Le gouvernement américain n’a pas répondu aux demandes de commentaires.

L’affaire Epstein met en lumière des différences culturelles et politiques significatives dans la manière dont les pays abordent la question de la responsabilité et de la transparence. Dans les systèmes parlementaires comme celui du Royaume-Uni, les dirigeants sont plus vulnérables aux appels à la démission de leurs propres partis ou de l’opposition, et sont plus directement responsables devant le public.

Aux États-Unis, la situation est plus complexe. L’ancien président Trump, en fin de mandat, est moins exposé à la pression politique. Howard Lutnick a admis avoir voyagé avec sa famille sur l’île privée d’Epstein en 2012, mais n’a pas fait l’objet de sanctions majeures.

Quelques Américains ont toutefois subi des conséquences. Larry Summers, ancien secrétaire au Trésor, a quitté son poste d’enseignant à Harvard. Brad Karp a démissionné de son poste de président du cabinet d’avocats Paul Weiss, et Kathryn Ruemmler a annoncé sa démission de son poste chez Goldman Sachs.

La publication continue de documents liés à Epstein, orchestrée par l’Attorney General Pam Bondi, suscite également des critiques. Painter accuse l’administration de sélectionner les informations divulguées, privilégiant celles impliquant des démocrates tout en protégeant les républicains.

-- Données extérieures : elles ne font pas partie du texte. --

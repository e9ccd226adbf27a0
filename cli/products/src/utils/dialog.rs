use std::fmt::Display;

use crossterm::tty::IsTty;
use inquire::error::InquireError;
use inquire::ui::{Attributes, RenderConfig, StyleSheet, Styled};

use super::TERMINAL_STDERR;

/// Free text input.
#[derive(Debug, Clone, Default)]
pub struct Text;

#[derive(Clone)]
pub struct Select<T> {
    pub options: Vec<T>,
}

#[derive(Debug, Clone)]
pub struct Dialog<'a, Type> {
    pub message: &'a str,
    pub help_message: Option<&'a str>,
    pub typed: Type,
}

impl Dialog<'_, Text> {
    pub async fn prompt(self) -> inquire::error::InquireResult<String> {
        let message = self.message.to_owned();
        let help_message: Option<String> = self.help_message.map(ToOwned::to_owned);

        join_blocking(move || {
            let _stderr_lock = TERMINAL_STDERR.lock();

            let mut dialog = inquire::Text::new(&message).with_render_config(products_theme());

            if let Some(ref help_message) = help_message {
                dialog = dialog.with_help_message(help_message);
            }

            dialog.prompt()
        })
        .await
    }
}

struct Choice(usize, String);
impl Display for Choice {
    fn fmt(&self, f: &mut std::fmt::Formatter<'_>) -> std::fmt::Result {
        self.1.fmt(f)
    }
}

impl<T: Display> Dialog<'_, Select<T>> {
    pub async fn prompt(self) -> inquire::error::InquireResult<T> {
        let message = self.message.to_owned();
        let help_message = self.help_message.map(ToOwned::to_owned);
        let mut options = self.typed.options;

        let choices = options
            .iter()
            .map(ToString::to_string)
            .enumerate()
            .map(|(id, value)| Choice(id, value))
            .collect();

        let Choice(id, _) = join_blocking(move || {
            let _stderr_lock = TERMINAL_STDERR.lock();

            let mut dialog =
                inquire::Select::new(&message, choices).with_render_config(products_theme());

            if let Some(ref help_message) = help_message {
                dialog = dialog.with_help_message(help_message);
            }

            dialog.prompt()
        })
        .await?;

        Ok(options.remove(id))
    }
}

/// Run a blocking prompt off the async runtime.
async fn join_blocking<T: Send + 'static>(
    prompt: impl FnOnce() -> inquire::error::InquireResult<T> + Send + 'static,
) -> inquire::error::InquireResult<T> {
    tokio::task::spawn_blocking(prompt)
        .await
        .map_err(|e| InquireError::Custom(Box::new(e)))?
}

/// True if the user closed the prompt with escape or ctrl-c.
pub fn is_cancelled(err: &InquireError) -> bool {
    matches!(
        err,
        InquireError::OperationCanceled | InquireError::OperationInterrupted
    )
}

impl Dialog<'_, ()> {
    /// True if stderr, stdin and stdout are ttys
    pub fn can_prompt() -> bool {
        if std::env::var("_PRODUCTS_NO_PROMPT").is_ok_and(|v| v == "1") {
            return false;
        }
        std::io::stderr().is_tty() && std::io::stdin().is_tty() && std::io::stdout().is_tty()
    }
}

pub fn products_theme() -> RenderConfig<'static> {
    let mut render_config = RenderConfig::default_colored();

    render_config.answered_prompt_prefix = Styled::new(">");
    render_config.highlighted_option_prefix = Styled::new(">");
    render_config.prompt_prefix = Styled::new("?");
    render_config.prompt = StyleSheet::new().with_attr(Attributes::BOLD);

    render_config
}

#[cfg(test)]
mod tests {
    use super::*;

    #[test]
    fn cancellation_errors() {
        assert!(is_cancelled(&InquireError::OperationCanceled));
        assert!(is_cancelled(&InquireError::OperationInterrupted));
        assert!(!is_cancelled(&InquireError::NotTTY));
    }

    #[test]
    fn no_prompt_override() {
        temp_env::with_var("_PRODUCTS_NO_PROMPT", Some("1"), || {
            assert!(!Dialog::can_prompt());
        });
    }
}
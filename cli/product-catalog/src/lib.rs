//! HTTP client for a product catalog REST API.
//!
//! This crate provides:
//! - HTTP client construction from a [`CatalogClientConfig`]
//! - The [`ClientTrait`] seam for listing, creating, updating and deleting products
//! - Wire types for product records and create/update payloads
//! - A single error type for failed catalog requests
//!
//! ## Usage
//!
//! ```ignore
//! use product_catalog::{CatalogClient, CatalogClientConfig, ClientTrait};
//!
//! let config = CatalogClientConfig {
//!     catalog_url: "http://127.0.0.1:5000/api".to_string(),
//!     ..Default::default()
//! };
//!
//! let client = CatalogClient::new(config)?;
//! let products = client.list_products().await?;
//! ```

mod client;
mod config;
mod error;
pub mod types;

pub use client::{COLLECTION_PATH, CatalogClient, ClientTrait};
pub use config::{CatalogClientConfig, DEFAULT_CATALOG_URL};
pub use error::{CatalogClientError, RequestFailure};
pub use reqwest::{Method, StatusCode};
pub use types::{NewProduct, Product, ProductForm, ProductId, ProductUpdate, ProductUpdateForm};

L’affaire Epstein, au-delà des scandales individuels, soulève des questions fondamentales sur le pouvoir, l’influence et la responsabilité. Elle met en évidence la nécessité d’une transparence accrue et d’une application rigoureuse de la loi pour garantir que les victimes d’abus sexuels obtiennent justice et que les responsables soient tenus de rendre des comptes, quel que soit leur statut ou leur nationalité.